James Ussher: in the seventeenth century he calculated that the world was created on the evening of Saturday 22 October 4004 BC.
Other religions had very different ideas. Zoroaster, a Persian prophet who lived in the sixth century BC, believed that the world had been in existence for over twelve thousand years; the Roman writer Cicero relates that the venerable priesthood of Chaldea in ancient Babylonia held the belief that the Earth emerged from chaos two million years ago, while the old Brahmians of India regarded Time and the Earth as eternal. It seems that Ussher's famous estimate probably represents the shortest period ever assigned to the age of the Earth. However, at that time Christianity in Europe was a powerful force, and a literal interpretation of the Bible dominated the understanding of science and the way people looked at the natural world. The result was a distorted explanation of geological phenomena as naturalists tried to cram millions and millions of years of Earth history into less than 6000 years, and those few individuals whose observations suggested that this interpretation might not be scientifically reliable were branded as heretics.

Fossils and Noah's Flood

Another big geological problem for biblical scholars was the explanation of fossils. For thousands of years, ever since the Greeks and probably long before, people had observed objects trapped in rocks and wondered what they could be. For example, Leonardo Da Vinci, writing five hundred years ago, accurately deduced how fossils are preserved by closely observing what happened around him: he saw shapes in the rocks that looked like shells found on the sea shore, he saw rivers carrying large volumes of mud down to the sea, and by putting two and two together he deduced that fossils were once organisms living in the sea that had been buried by mud from rivers and turned to stone. He made sense of the world around him without needing to invoke magic vapours or the works of the devil, which was how many people in the Middle Ages explained fossils. But even when it was widely recognised that fossils were the remains of creatures that had once lived on the Earth or in the sea, it was nevertheless still problematic to find the remains of fishes and other sea-dwelling creatures on the tops of mountains.


Once again the answer came from a literal interpretation of the Bible.

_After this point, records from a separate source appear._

//! Personalised cold-email drafts for a scored (or unscored) profile.

use serde::{Deserialize, Serialize};
use tracing::info;

use crate::config::SenderIdentity;
use crate::llm_client::{complete_json, ChatMessage, CompletionProvider, CompletionRequest, LlmError};
use crate::models::profile::Profile;
use crate::models::score::ScoreRecord;
use crate::outreach::prompts::{build_outreach_prompt, EMAIL_MAX_TOKENS, EMAIL_TEMPERATURE};

/// A draft ready for the user to review. `to` is the profile's email, empty when unknown.
#[derive(Debug, Clone, PartialEq, Eq, Serialize, Deserialize)]
pub struct OutreachDraft {
    pub subject: String,
    pub body: String,
    pub to: String,
}

#[derive(Debug, Default, Deserialize)]
#[serde(default)]
struct EmailReply {
    subject: String,
    body: String,
}

pub fn build_outreach_request(
    sender: &SenderIdentity,
    profile: &Profile,
    analysis: Option<&ScoreRecord>,
) -> CompletionRequest {
    CompletionRequest {
        system: None,
        messages: vec![ChatMessage::user(build_outreach_prompt(
            sender, profile, analysis,
        ))],
        temperature: EMAIL_TEMPERATURE,
        max_tokens: EMAIL_MAX_TOKENS,
        json_mode: true,
    }
}

/// Drafts an outreach email from `sender` to `profile`, using `analysis` for
/// personalisation when the profile has been scored.
pub async fn draft_outreach_email(
    provider: &dyn CompletionProvider,
    sender: &SenderIdentity,
    profile: &Profile,
    analysis: Option<&ScoreRecord>,
) -> Result<OutreachDraft, LlmError> {
    let request = build_outreach_request(sender, profile, analysis);
    let reply: EmailReply = complete_json(provider, &request).await?;

    info!(
        "Drafted outreach email for {} (analysis: {})",
        profile.display_name(),
        analysis.is_some()
    );

    Ok(OutreachDraft {
        subject: reply.subject.trim().to_string(),
        body: reply.body.trim().to_string(),
        to: profile.email.clone(),
    })
}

The story of Noah's Flood tells how God saw that the wickedness of Man was great, that He repented having made him in His image and so decided to destroy him. Only Noah was good enough to be saved. So God told Noah to build an Ark in which he was to take his wife, his sons and his sons' wives, plus a pair of every living thing on the Earth because He was going to cause it to rain for 40 days and nights and, in a fit of pique, destroy every living thing. So, even though Noah was 600 years old at the time, he built the Ark as God told him to and saved 'Life' for future generations.

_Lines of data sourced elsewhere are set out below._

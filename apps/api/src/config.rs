use anyhow::{Context, Result};

use crate::llm_client::{DEFAULT_BASE_URL, DEFAULT_MODEL};

/// Who outreach emails are written on behalf of.
#[derive(Debug, Clone, PartialEq, Eq)]
pub struct SenderIdentity {
    pub name: String,
    pub email: String,
    pub company: String,
    pub pitch: String,
}

/// Application configuration loaded from environment variables.
/// Startup fails if required variables are missing or malformed.
#[derive(Debug, Clone)]
pub struct Config {
    pub openai_api_key: String,
    pub openai_base_url: String,
    pub openai_model: String,
    pub llm_timeout_secs: u64,
    /// Default number of scoring calls in flight per batch.
    pub scoring_concurrency: usize,
    pub port: u16,
    pub rust_log: String,
    /// `None` unless both SENDER_NAME and COMPANY_NAME are set.
    pub sender: Option<SenderIdentity>,
}

impl Config {
    pub fn from_env() -> Result<Self> {
        dotenvy::dotenv().ok(); // load .env if present; ignore if missing

        Self::from_lookup(|key| std::env::var(key).ok())
    }

    /// Builds the config from an arbitrary key lookup. Blank values count as unset.
    pub fn from_lookup<F>(lookup: F) -> Result<Self>
    where
        F: Fn(&str) -> Option<String>,
    {
        let get = |key: &str| lookup(key).filter(|v| !v.trim().is_empty());

        let openai_api_key = get("OPENAI_API_KEY").with_context(|| {
            "Required environment variable 'OPENAI_API_KEY' is not set".to_string()
        })?;

        let llm_timeout_secs = match get("LLM_TIMEOUT_SECS") {
            Some(v) => v
                .trim()
                .parse::<u64>()
                .context("LLM_TIMEOUT_SECS must be a whole number of seconds")?,
            None => 120,
        };

        let scoring_concurrency = match get("SCORING_CONCURRENCY") {
            Some(v) => v
                .trim()
                .parse::<usize>()
                .context("SCORING_CONCURRENCY must be a positive integer")?
                .max(1),
            None => 5,
        };

        let port = match get("PORT") {
            Some(v) => v
                .trim()
                .parse::<u16>()
                .context("PORT must be a valid port number")?,
            None => 8000,
        };

        let sender = match (get("SENDER_NAME"), get("COMPANY_NAME")) {
            (Some(name), Some(company)) => Some(SenderIdentity {
                name,
                company,
                email: get("SENDER_EMAIL").unwrap_or_default(),
                pitch: get("COMPANY_PITCH").unwrap_or_default(),
            }),
            _ => None,
        };

        Ok(Config {
            openai_api_key,
            openai_base_url: get("OPENAI_BASE_URL").unwrap_or_else(|| DEFAULT_BASE_URL.to_string()),
            openai_model: get("OPENAI_MODEL").unwrap_or_else(|| DEFAULT_MODEL.to_string()),
            llm_timeout_secs,
            scoring_concurrency,
            port,
            rust_log: get("RUST_LOG").unwrap_or_else(|| "info".to_string()),
            sender,
        })
    }
}

#[cfg(test)]
mod tests {
    use super::*;
    use std::collections::HashMap;

    fn lookup(pairs: &[(&str, &str)]) -> impl Fn(&str) -> Option<String> {
        let map: HashMap<String, String> = pairs
            .iter()
            .map(|(k, v)| (k.to_string(), v.to_string()))
            .collect();
        move |key| map.get(key).cloned()
    }

    #[test]
    fn test_defaults_with_only_api_key() {
        let config = Config::from_lookup(lookup(&[("OPENAI_API_KEY", "sk-test")])).unwrap();
        assert_eq!(config.openai_api_key, "sk-test");
        assert_eq!(config.openai_base_url, "https://api.openai.com/v1");
        assert_eq!(config.openai_model, "gpt-4o");
        assert_eq!(config.llm_timeout_secs, 120);
        assert_eq!(config.scoring_concurrency, 5);
        assert_eq!(config.port, 8000);
        assert_eq!(config.rust_log, "info");
        assert!(config.sender.is_none());
    }

    #[test]
    fn test_missing_api_key_fails() {
        let err = Config::from_lookup(lookup(&[("PORT", "9000")])).unwrap_err();
        assert!(err.to_string().contains("OPENAI_API_KEY"));

        assert!(Config::from_lookup(lookup(&[("OPENAI_API_KEY", "  ")])).is_err());
    }

    #[test]
    fn test_malformed_numbers_fail() {
        let err = Config::from_lookup(lookup(&[("OPENAI_API_KEY", "k"), ("PORT", "eighty")]))
            .unwrap_err();
        assert!(err.to_string().contains("PORT"));

        assert!(Config::from_lookup(lookup(&[
            ("OPENAI_API_KEY", "k"),
            ("SCORING_CONCURRENCY", "-2"),
        ]))
        .is_err());
    }

    #[test]
    fn test_zero_concurrency_is_raised_to_one() {
        let config = Config::from_lookup(lookup(&[
            ("OPENAI_API_KEY", "k"),
            ("SCORING_CONCURRENCY", "0"),
        ]))
        .unwrap();
        assert_eq!(config.scoring_concurrency, 1);
    }

    #[test]
    fn test_sender_requires_name_and_company() {
        let config = Config::from_lookup(lookup(&[
            ("OPENAI_API_KEY", "k"),
            ("SENDER_NAME", "Sam"),
        ]))
        .unwrap();
        assert!(config.sender.is_none());

        let config = Config::from_lookup(lookup(&[
            ("OPENAI_API_KEY", "k"),
            ("SENDER_NAME", "Sam"),
            ("COMPANY_NAME", "Acme"),
            ("SENDER_EMAIL", "sam@acme.test"),
        ]))
        .unwrap();
        assert_eq!(
            config.sender,
            Some(SenderIdentity {
                name: "Sam".to_string(),
                email: "sam@acme.test".to_string(),
                company: "Acme".to_string(),
                pitch: String::new(),
            })
        );
    }
}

The waters rose up and covered the mountains and every living thing was destroyed. The violence of the Flood was so great that the bottom of the oceans was stirred up, all soil was washed off the land, they were mixed together and then redeposited, even on the top of mountains, to form the stratified rocks we see today containing the remains of all the poor creatures who perished. And thus we got fossils on the top of mountains. With this explanation all rocks and fossils were supposedly laid down at the same time, and adherents to the 'Noachian Deluge' hypothesis dominated geological thought until the end of the eighteenth century.


There were, however, a few who attempted to explain the Flood by means other than the wrath of God. In 1696 William Whiston wrote a 'New Theory of the Earth' in which he explained how, on the 2nd of December, 2926 BC, a comet a quarter of the size of the Earth cut the plane of the Earth's orbit only nine thousand miles away. Whiston considered that the effect of this comet passing so close to the Earth generated a giant tide in the sea and in waters within the Earth; thus were the 'fountains of the great deep broken up' and unleashed upon the Earth. As the comet passed, water was discharged from its tail, which was how it rained for 40 days. According to Whiston, the result of all this water on the Earth was a flood six and a quarter miles deep. Undoubtedly a comet passing that close would wreak havoc on the Earth's weather and tides and Whiston's idea seems as plausible as that of a meteorite impact wiping out the dinosaurs.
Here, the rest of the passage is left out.